そして戦争で起こった出来事を誰にも語ろうとはしていない。

・芸術家肌の母は、近所に住んでいるエミール・ブラントという音楽家とかつて恋仲だったが捨てられる。弁護士になると思っていた夫が牧師になったのにおおいに不満を持っている、実家はお金がある(エミールとの関係で今では相談相手になっているのだが、エミールはまた戦争で盲目になっていて、聾唖の妹とともに住んでいて、そこでアリエルを教えている。)

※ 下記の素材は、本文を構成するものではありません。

//! # Outbound Queue
//!
//! The pending-outbound queue shared by the pipeline (which enqueues) and
//! the sync coordinator (which drains). Entries live in memory for the
//! session, ordered by creation time, and are mirrored to the local store
//! so they survive restarts.
//!
//! Memory is authoritative within a session. When the store is absent or a
//! persistence call fails (the `StorageUnavailable` degradation), queueing
//! silently becomes session-only: messages still drain normally, they just
//! don't survive a restart.

use crate::client::store::{LocalStore, PendingMessage};
use std::collections::VecDeque;
use std::sync::Arc;
use tokio::sync::RwLock;

/// Durable-when-possible queue of messages awaiting delivery
#[derive(Debug)]
pub struct OutboundQueue {
    store: Option<Arc<LocalStore>>,
    entries: RwLock<VecDeque<PendingMessage>>,
}

impl OutboundQueue {
    /// Create a queue mirrored to the given store (or memory-only)
    pub fn new(store: Option<Arc<LocalStore>>) -> Self {
        Self {
            store,
            entries: RwLock::new(VecDeque::new()),
        }
    }

    /// Load entries persisted by previous sessions
    pub async fn hydrate(&self) {
        let Some(store) = &self.store else { return };
        match store.pending_messages().await {
            Ok(persisted) => {
                let mut entries = self.entries.write().await;
                for entry in persisted {
                    if !entries.iter().any(|e| e.local_id == entry.local_id) {
                        entries.push_back(entry);
                    }
                }
                Self::sort(&mut entries);
            }
            Err(e) => {
                tracing::warn!("[Queue] could not hydrate pending messages: {}", e);
            }
        }
    }

    /// Add an entry; idempotent by local id.
    pub async fn enqueue(&self, entry: PendingMessage) {
        {
            let mut entries = self.entries.write().await;
            if entries.iter().any(|e| e.local_id == entry.local_id) {
                return;
            }
            entries.push_back(entry.clone());
            Self::sort(&mut entries);
        }
        if let Some(store) = &self.store {
            if let Err(e) = store.put_pending(&entry).await {
                tracing::warn!("[Queue] could not persist entry {}: {}", entry.local_id, e);
            }
        }
    }

    /// Snapshot of the queue in creation-time order
    pub async fn snapshot(&self) -> Vec<PendingMessage> {
        self.entries.read().await.iter().cloned().collect()
    }

    /// Whether an entry with this local id is queued
    pub async fn contains(&self, local_id: &str) -> bool {
        self.entries
            .read()
            .await
            .iter()
            .any(|e| e.local_id == local_id)
    }

    /// Remove an entry; absent id is a no-op.
    pub async fn remove(&self, local_id: &str) {
        self.entries
            .write()
            .await
            .retain(|e| e.local_id != local_id);
        if let Some(store) = &self.store {
            if let Err(e) = store.remove_pending(local_id).await {
                tracing::warn!("[Queue] could not remove entry {}: {}", local_id, e);
            }
        }
    }

    /// Record a failed attempt, returning the new retry count
    pub async fn record_failure(&self, local_id: &str, error: &str) -> u32 {
        let mut count = 0;
        {
            let mut entries = self.entries.write().await;
            if let Some(entry) = entries.iter_mut().find(|e| e.local_id == local_id) {
                entry.retry_count += 1;
                entry.last_attempt = Some(chrono::Utc::now().to_rfc3339());
                entry.last_error = Some(error.to_string());
                count = entry.retry_count;
            }
        }
        if let Some(store) = &self.store {
            if let Err(e) = store.record_pending_failure(local_id, error).await {
                tracing::warn!("[Queue] could not persist retry for {}: {}", local_id, e);
            }
        }
        count
    }

    /// Number of queued messages (badges)
    pub async fn count(&self) -> usize {
        self.entries.read().await.len()
    }

    /// Drop every entry (logout)
    pub async fn clear(&self) {
        self.entries.write().await.clear();
        if let Some(store) = &self.store {
            match store.pending_messages().await {
                Ok(persisted) => {
                    for entry in persisted {
                        if let Err(e) = store.remove_pending(&entry.local_id).await {
                            tracing::warn!("[Queue] could not clear {}: {}", entry.local_id, e);
                        }
                    }
                }
                Err(e) => tracing::warn!("[Queue] could not clear persisted entries: {}", e),
            }
        }
    }

    fn sort(entries: &mut VecDeque<PendingMessage>) {
        entries
            .make_contiguous()
            .sort_by(|a, b| a.created_at.cmp(&b.created_at).then_with(|| a.local_id.cmp(&b.local_id)));
    }
}

#[cfg(test)]
mod tests {
    use super::*;
    use crate::shared::messaging::{Message, MessageStatus};
    use uuid::Uuid;

    fn entry(content: &str, created_at: &str) -> PendingMessage {
        let mut m = Message::local_text(
            Uuid::new_v4(),
            Uuid::new_v4(),
            content.to_string(),
            None,
            MessageStatus::Pending,
        );
        m.created_at = created_at.to_string();
        PendingMessage::from_message(&m)
    }

    #[tokio::test]
    async fn test_memory_only_queue() {
        let queue = OutboundQueue::new(None);
        let e = entry("hello", "2026-01-01T10:00:00+00:00");
        queue.enqueue(e.clone()).await;
        queue.enqueue(e.clone()).await; // dedup

        assert_eq!(queue.count().await, 1);
        assert!(queue.contains(&e.local_id).await);

        queue.remove(&e.local_id).await;
        assert_eq!(queue.count().await, 0);
    }

    #[tokio::test]
    async fn test_snapshot_is_creation_ordered() {
        let queue = OutboundQueue::new(None);
        queue.enqueue(entry("second", "2026-01-01T10:00:05+00:00")).await;
        queue.enqueue(entry("first", "2026-01-01T10:00:00+00:00")).await;

        let snapshot = queue.snapshot().await;
        assert_eq!(snapshot[0].content, "first");
        assert_eq!(snapshot[1].content, "second");
    }

    #[tokio::test]
    async fn test_failure_bookkeeping() {
        let queue = OutboundQueue::new(None);
        let e = entry("flaky", "2026-01-01T10:00:00+00:00");
        queue.enqueue(e.clone()).await;

        assert_eq!(queue.record_failure(&e.local_id, "timeout").await, 1);
        assert_eq!(queue.record_failure(&e.local_id, "timeout").await, 2);
        assert_eq!(queue.record_failure("absent", "timeout").await, 0);

        let snapshot = queue.snapshot().await;
        assert_eq!(snapshot[0].retry_count, 2);
        assert_eq!(snapshot[0].last_error.as_deref(), Some("timeout"));
    }

    #[tokio::test]
    async fn test_persistence_round_trip() {
        let dir = tempfile::tempdir().unwrap();
        let store = Arc::new(
            LocalStore::open(dir.path().join("offline.db")).await.unwrap(),
        );

        let e = entry("durable", "2026-01-01T10:00:00+00:00");
        {
            let queue = OutboundQueue::new(Some(store.clone()));
            queue.enqueue(e.clone()).await;
        }

        // A fresh session hydrates what the old one queued
        let queue = OutboundQueue::new(Some(store.clone()));
        assert_eq!(queue.count().await, 0);
        queue.hydrate().await;
        assert_eq!(queue.count().await, 1);
        assert!(queue.contains(&e.local_id).await);

        queue.remove(&e.local_id).await;
        assert_eq!(store.pending_count().await.unwrap(), 0);
    }
}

・弟のアクセルは聡明ではあるが人前に出ると吃音というハンデを背負っている。

この問題が後半一気に噴出す。
暗くなった家族、ばらばらになった家族、そこで皆は何を求めるのか。

タイトルが非常に秀逸で、このタイトルの部分は何度読んでもぐっとくる。

以下ネタバレ

・姉のアリエルが行方不明になって挙句の果てに死体で発見される。
家族はどん底に落ちるが、更に殺されているというのがわかる。

容疑者が浮上するのだが
アリエルが妊娠しているというのが判明して
交際相手カールがまず疑われる。
しかしカールはゲイであった(これが悪徳警官から一気に周りに広まりカールは結果的に自殺する)

・そしてフランクが気づいたのは

アリエルが一番接触していた顔を損ない目が見えない音楽家エミールが恋の相手だったのではないか

ということだった。

そしてアリエルの子供はエミールの子供だった。

・殺したのは目が見えるエミールの妹の聾唖のリーゼだった。